Problem details –
A single number is the answer: the count of lines in the records that hold the word "const".

Top of Raw data

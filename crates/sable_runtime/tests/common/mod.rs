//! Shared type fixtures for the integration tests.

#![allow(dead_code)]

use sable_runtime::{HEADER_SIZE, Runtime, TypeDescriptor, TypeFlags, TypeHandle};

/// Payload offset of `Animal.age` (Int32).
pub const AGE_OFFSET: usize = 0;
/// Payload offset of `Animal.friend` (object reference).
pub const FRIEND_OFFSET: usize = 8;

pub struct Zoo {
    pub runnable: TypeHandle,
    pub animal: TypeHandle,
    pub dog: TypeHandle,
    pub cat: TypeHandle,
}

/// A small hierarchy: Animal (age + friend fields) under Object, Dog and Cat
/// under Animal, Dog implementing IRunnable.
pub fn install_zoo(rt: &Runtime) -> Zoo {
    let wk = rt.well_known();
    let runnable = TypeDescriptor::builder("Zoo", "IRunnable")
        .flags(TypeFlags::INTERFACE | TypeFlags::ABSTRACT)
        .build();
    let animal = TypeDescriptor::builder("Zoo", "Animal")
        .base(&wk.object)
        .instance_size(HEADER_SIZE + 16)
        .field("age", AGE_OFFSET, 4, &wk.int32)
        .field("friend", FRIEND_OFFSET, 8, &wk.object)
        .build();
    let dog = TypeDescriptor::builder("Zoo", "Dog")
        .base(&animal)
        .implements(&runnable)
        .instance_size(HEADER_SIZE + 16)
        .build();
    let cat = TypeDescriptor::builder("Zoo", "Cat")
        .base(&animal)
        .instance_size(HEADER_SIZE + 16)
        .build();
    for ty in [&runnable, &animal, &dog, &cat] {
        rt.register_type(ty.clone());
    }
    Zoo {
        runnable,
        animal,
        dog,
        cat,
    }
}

Bottom of Raw data
Top of Raw data

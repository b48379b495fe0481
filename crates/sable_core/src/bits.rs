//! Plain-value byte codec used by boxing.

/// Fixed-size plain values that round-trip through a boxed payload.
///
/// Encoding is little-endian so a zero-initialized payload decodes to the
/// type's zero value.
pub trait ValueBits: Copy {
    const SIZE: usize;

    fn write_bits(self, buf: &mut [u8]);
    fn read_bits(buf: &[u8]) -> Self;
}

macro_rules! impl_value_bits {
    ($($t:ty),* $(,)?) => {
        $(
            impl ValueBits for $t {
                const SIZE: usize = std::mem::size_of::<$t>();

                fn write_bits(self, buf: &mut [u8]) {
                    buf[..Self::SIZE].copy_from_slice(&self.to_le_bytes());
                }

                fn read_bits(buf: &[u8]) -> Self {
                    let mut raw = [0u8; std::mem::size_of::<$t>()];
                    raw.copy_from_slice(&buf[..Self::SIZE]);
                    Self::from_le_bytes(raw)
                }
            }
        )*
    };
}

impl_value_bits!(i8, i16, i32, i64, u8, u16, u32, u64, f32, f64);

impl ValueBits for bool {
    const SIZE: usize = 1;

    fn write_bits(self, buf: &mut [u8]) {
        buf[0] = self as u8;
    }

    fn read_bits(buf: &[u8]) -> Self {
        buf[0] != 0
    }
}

Bottom of Raw data

Written solution –
5